Phill Calvert. With 40 years of experience in the music business as a musician, writer, arranger, engineer and producer, Phill felt it was time to tackle a label. With the established version of how the music business works in total disarray it seemed like the perfect time to launch a label and see if a small operator could make a difference.

The aim of the label is to seek out young Melbourne artists and give them the opportunity to record and release their work in a meaningful way and resource the release properly. As this is entirely funded by Behind the Beat, or a combination of the artist and the label, the selection criteria is very precise and initially only 2 – 3 projects will be released per year.

The only other criteria is that Behind the Beat have to believe that the band / artist has all of these qualities and Phill, in particular, must like the music and be excited by the potential of the music.

The label is not interested in making a record, unless it is done properly and accompanied by the correct promotional materials and support. After all they are paying for the recording up front and want to see the best result for the artist and the label.

Behind the Beat currently has national Australian distribution through MGM facilitating digital as well as vinyl and CD release and placement on MGM’s web store, as well as release through i-tunes.

Australia is just the beginning of the process and Behind the Beat is currently working with associates in the US and beyond to spread the distribution possibilities as the label and the roster evolves.

Behind the Beat believes that Melbourne is and remains to be the music capital of Australia. However the aim of the label is for the artist to take the music beyond Australia and venture into the wider world where the true potential for success lies.

The quest for the label is to establish a Melbourne band / artist as a true international entity. Just as when Phill boarded a plane to the UK in 1980 for the first time to see what his band could do, he wants to see others following those footsteps and send the next Birthday Party or Nick Cave off to some foreign shore to show them how it really should be done. Behind the Beat wants to be be the label behind the Melbourne sound of tomorrow.

Interested artists, who believe that they have what Behind the Beat is looking for should contact the label at

Here’s an edited version of an interview with the late great Kim Fowley, that pretty much sums up why I want to have a label and the kind of acts we want to develop.
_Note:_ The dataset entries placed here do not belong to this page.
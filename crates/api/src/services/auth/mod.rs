//! Authentication service.
//!
//! Provides account registration, password login, bearer-token
//! authentication, and operator (HTTP Basic) credential checks.

mod error;
mod password;
mod token;

pub use error::AuthError;
pub use password::PasswordHasher;
pub use token::{Claims, TokenIssuer};

use tracing::instrument;

use storekeep_core::{AccountId, Email, Role};

use crate::db::{AccountRepository, OperatorRepository, RepositoryError, Repositories};
use crate::models::{Account, AccountChanges, NewAccount, Operator, RetailerProfile};

/// Input for registering a customer or retailer account.
#[derive(Clone, Copy)]
pub struct Registration<'r> {
    pub name: &'r str,
    pub email: &'r str,
    pub password: &'r str,
    pub role: Role,
}

/// Operator edit of an account. `None` leaves the field unchanged.
#[derive(Clone, Copy, Default)]
pub struct AccountUpdate<'r> {
    pub name: Option<&'r str>,
    pub email: Option<&'r str>,
    pub password: Option<&'r str>,
}

/// Authentication service.
///
/// Borrows the repositories and crypto handles from application state; create
/// one per request with [`crate::state::AppState::auth`].
pub struct AuthService<'a> {
    accounts: &'a dyn AccountRepository,
    operators: &'a dyn OperatorRepository,
    hasher: &'a PasswordHasher,
    tokens: &'a TokenIssuer,
}
//! Smoke test against a running server.
//!
//! Requires the API listening at `STOREKEEP_BASE_URL`
//! (default `http://localhost:3000`), e.g. with `STOREKEEP_STORAGE=memory`.
//!
//! Run with: cargo test -p storekeep-integration-tests -- --ignored

use reqwest::{Client, StatusCode};
use serde_json::{Value, json};
use uuid::Uuid;

fn base_url() -> String {
    std::env::var("STOREKEEP_BASE_URL").unwrap_or_else(|_| "http://localhost:3000".to_string())
}

#[tokio::test]
#[ignore = "Requires a running storekeep-api server"]
async fn test_register_login_and_cart_roundtrip() {
    let client = Client::new();
    let base_url = base_url();
    let email = format!("smoke-{}@example.test", Uuid::new_v4());

    let resp = client
        .get(format!("{base_url}/health"))
        .send()
        .await
        .expect("Failed to reach server");
    assert_eq!(resp.status(), StatusCode::OK);

    let resp = client
        .post(format!("{base_url}/user/register"))
        .json(&json!({ "name": "Smoke", "email": email, "password": "p1" }))
        .send()
        .await
        .expect("Failed to register");
    assert_eq!(resp.status(), StatusCode::CREATED);

    let resp = client
        .post(format!("{base_url}/user/login"))
        .json(&json!({ "email": email, "password": "p1" }))
        .send()
        .await
        .expect("Failed to log in");
    assert_eq!(resp.status(), StatusCode::OK);
    let body: Value = resp.json().await.expect("Failed to parse login response");
    let token = body["token"].as_str().expect("token in login response");

    let resp = client
        .get(format!("{base_url}/user/cart"))
        .bearer_auth(token)
        .send()
        .await
        .expect("Failed to fetch cart");
    assert_eq!(resp.status(), StatusCode::OK);
    let cart: Value = resp.json().await.expect("Failed to parse cart");
    assert_eq!(cart["items"], json!([]));
    assert_eq!(cart["unavailable"], 0);

    let resp = client
        .delete(format!("{base_url}/user"))
        .bearer_auth(token)
        .send()
        .await
        .expect("Failed to delete account");
    assert_eq!(resp.status(), StatusCode::OK);
}
#[cfg(test)]
#[allow(clippy::unwrap_used)]
mod tests {
    use storekeep_core::Price;

    use super::*;

    fn new_account(email: &str) -> NewAccount {
        NewAccount {
            name: "Test".to_string(),
            email: Email::parse(email).unwrap(),
            role: Role::Customer,
            password_hash: "hash".to_string(),
        }
    }

    async fn add_product(store: &MemoryStore, name: &str) -> Product {
        ProductRepository::create(
            store,
            NewProduct {
                name: name.to_string(),
                price: Price::ZERO,
                description: None,
                owner_id: None,
            },
        )
        .await
        .unwrap()
    }

    #[tokio::test]
    async fn test_duplicate_email_conflicts() {
        let store = MemoryStore::new();
        AccountRepository::create(&store, new_account("a@x.io"))
            .await
            .unwrap();
        let err = AccountRepository::create(&store, new_account("A@X.io"))
            .await
            .unwrap_err();
        assert!(matches!(err, RepositoryError::Conflict(_)));
    }

    #[tokio::test]
    async fn test_cart_push_and_remove_first_occurrence() {
        let store = MemoryStore::new();
        let account = AccountRepository::create(&store, new_account("a@x.io"))
            .await
            .unwrap();
        let p = add_product(&store, "P").await;
        let q = add_product(&store, "Q").await;

        for id in [p.id, q.id, p.id] {
            store.push_cart_item(account.id, id).await.unwrap();
        }
        let cart = store.remove_cart_item(account.id, p.id).await.unwrap();
        assert_eq!(cart, vec![q.id, p.id]);

        let unchanged = store
            .remove_cart_item(account.id, ProductId::generate())
            .await
            .unwrap();
        assert_eq!(unchanged, vec![q.id, p.id]);
    }

    #[tokio::test]
    async fn test_push_missing_product_writes_nothing() {
        let store = MemoryStore::new();
        let account = AccountRepository::create(&store, new_account("a@x.io"))
            .await
            .unwrap();

        let outcome = store
            .push_cart_item(account.id, ProductId::generate())
            .await
            .unwrap();
        assert_eq!(outcome, CartPush::ProductMissing);

        let reloaded = store.get_by_id(account.id).await.unwrap().unwrap();
        assert!(reloaded.cart.is_empty());
    }

    #[tokio::test]
    async fn test_cart_ops_on_missing_account() {
        let store = MemoryStore::new();
        let p = add_product(&store, "P").await;
        let ghost = AccountId::generate();

        assert!(matches!(
            store.push_cart_item(ghost, p.id).await,
            Err(RepositoryError::NotFound)
        ));
        assert!(matches!(
            store.remove_cart_item(ghost, p.id).await,
            Err(RepositoryError::NotFound)
        ));
        assert!(matches!(
            store.prune_cart(ghost).await,
            Err(RepositoryError::NotFound)
        ));
    }

    #[tokio::test]
    async fn test_prune_keeps_order_of_live_entries() {
        let store = MemoryStore::new();
        let account = AccountRepository::create(&store, new_account("a@x.io"))
            .await
            .unwrap();
        let p = add_product(&store, "P").await;
        let q = add_product(&store, "Q").await;
        for id in [q.id, p.id, q.id] {
            store.push_cart_item(account.id, id).await.unwrap();
        }
        ProductRepository::delete(&store, p.id, WriteScope::Any)
            .await
            .unwrap();

        let pruned = store.prune_cart(account.id).await.unwrap();
        assert_eq!(pruned.removed, 1);
        assert_eq!(pruned.cart, vec![q.id, q.id]);
    }

    #[tokio::test]
    async fn test_concurrent_adds_are_not_lost() {
        let store = MemoryStore::new();
        let account = AccountRepository::create(&store, new_account("a@x.io"))
            .await
            .unwrap();
        let p = add_product(&store, "P").await;

        let tasks: Vec<_> = (0..32)
            .map(|_| {
                let store = store.clone();
                tokio::spawn(async move { store.push_cart_item(account.id, p.id).await })
            })
            .collect();
        for task in tasks {
            task.await.unwrap().unwrap();
        }

        let reloaded = store.get_by_id(account.id).await.unwrap().unwrap();
        assert_eq!(reloaded.cart.len(), 32);
    }

    #[tokio::test]
    async fn test_scoped_product_writes() {
        let store = MemoryStore::new();
        let owner = AccountRepository::create(&store, new_account("r@x.io"))
            .await
            .unwrap();
        let product = ProductRepository::create(
            &store,
            NewProduct {
                name: "Mine".to_string(),
                price: Price::ZERO,
                description: None,
                owner_id: Some(owner.id),
            },
        )
        .await
        .unwrap();

        let stranger = WriteScope::OwnedBy(AccountId::generate());
        assert!(
            !ProductRepository::delete(&store, product.id, stranger)
                .await
                .unwrap()
        );
        assert!(
            ProductRepository::delete(&store, product.id, WriteScope::OwnedBy(owner.id))
                .await
                .unwrap()
        );
    }

    #[tokio::test]
    async fn test_deleting_owner_orphans_products() {
        let store = MemoryStore::new();
        let owner = AccountRepository::create(&store, new_account("r@x.io"))
            .await
            .unwrap();
        let product = ProductRepository::create(
            &store,
            NewProduct {
                name: "Orphan".to_string(),
                price: Price::ZERO,
                description: None,
                owner_id: Some(owner.id),
            },
        )
        .await
        .unwrap();

        AccountRepository::delete(&store, owner.id).await.unwrap();

        let reloaded = ProductRepository::get(&store, product.id)
            .await
            .unwrap()
            .unwrap();
        assert_eq!(reloaded.owner_id, None);
    }
}
//! Application state shared across handlers.

use std::sync::Arc;

use crate::config::ApiConfig;
use crate::db::Repositories;
use crate::services::{AuthService, CartService, CatalogService, PasswordHasher, TokenIssuer};

/// Error building application state.
#[derive(Debug, thiserror::Error)]
pub enum StateError {
    #[error("invalid password hashing parameters: {0}")]
    PasswordHashing(String),
}

/// Application state shared across all handlers.
///
/// This struct is cheaply cloneable via `Arc` and provides access to
/// the repositories, the password hasher, and the token issuer.
#[derive(Clone)]
pub struct AppState {
    inner: Arc<AppStateInner>,
}

struct AppStateInner {
    config: ApiConfig,
    repos: Repositories,
    hasher: PasswordHasher,
    tokens: TokenIssuer,
}

impl AppState {
    /// Create a new application state.
    ///
    /// # Errors
    ///
    /// Returns an error if the password hashing parameters are invalid.
    pub fn new(config: ApiConfig, repos: Repositories) -> Result<Self, StateError> {
        let hasher = PasswordHasher::new(&config.password_hashing)
            .map_err(StateError::PasswordHashing)?;
        let tokens = TokenIssuer::new(&config.tokens);

        Ok(Self {
            inner: Arc::new(AppStateInner {
                config,
                repos,
                hasher,
                tokens,
            }),
        })
    }

    /// Get a reference to the API configuration.
    #[must_use]
    pub fn config(&self) -> &ApiConfig {
        &self.inner.config
    }

    /// Get a reference to the repositories.
    #[must_use]
    pub fn repos(&self) -> &Repositories {
        &self.inner.repos
    }

    /// Get a reference to the bearer token issuer.
    #[must_use]
    pub fn tokens(&self) -> &TokenIssuer {
        &self.inner.tokens
    }

    /// Authentication service borrowing this state.
    #[must_use]
    pub fn auth(&self) -> AuthService<'_> {
        AuthService::new(&self.inner.repos, &self.inner.hasher, &self.inner.tokens)
    }

    /// Cart service borrowing this state.
    #[must_use]
    pub fn carts(&self) -> CartService<'_> {
        CartService::new(&self.inner.repos)
    }

    /// Catalog service borrowing this state.
    #[must_use]
    pub fn catalog(&self) -> CatalogService<'_> {
        CatalogService::new(&self.inner.repos)
    }
}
“The record industry as it was in the past tore down teenage culture in a “rock’n’roll” sense and it no longer exists. The only place it does exist is in magazines, or on reissues, or in documentaries.

Here’s the tragedy and here’s the hope. There are still rock’n’roll bands and there are still rock’n’roll dreamers and there are still rock’n’roll stars and heroes – they’re harder to find than ever before, but they’re still out there. But the people reading this article and going to revival shows and reissuing this and that don’t think it’s there anymore, so they don’t support it and they don’t look for it. Granted some of the rock’n’roll has changed. It’s a different attitude. Maybe the amps are different. Maybe the recording studios are different. Maybe the haircuts are different — but it’s still rock’n’roll.

People might say, “Well, there’s no more Elvis, there’s no more Doors and there’s no more Faces and there’s no more Clash out there.”

Yeah! But there may be a bunch of people who can give you the same emotional feeling. If you spend the time on a Tuesday night to go to the clubs and hear music, you’ll see. It’s still there. You have to find it again, because you can only recycle these stories so many times; you can only reissue these songs so many times and eventually everybody’s gonna have these records in their homes. You’re going to have all the versions of all this stuff on bootlegs and tape and vinyl. After a while though, you’re kid’s gonna eat them, you’re dog’s gonna shit on them and your second wife will throw them out. So why don’t you guys go and form your own bands, or why don’t you go find some? Then you’ll find some hot girls and get laid and you’ll have a good time.

It’s still there. It’s not in fashion. It’s very different from my time, but it’s still out there. It may not be what you think rock’n’roll is, but it tells you things about what it’s like, and it’s a natural extension of the past.”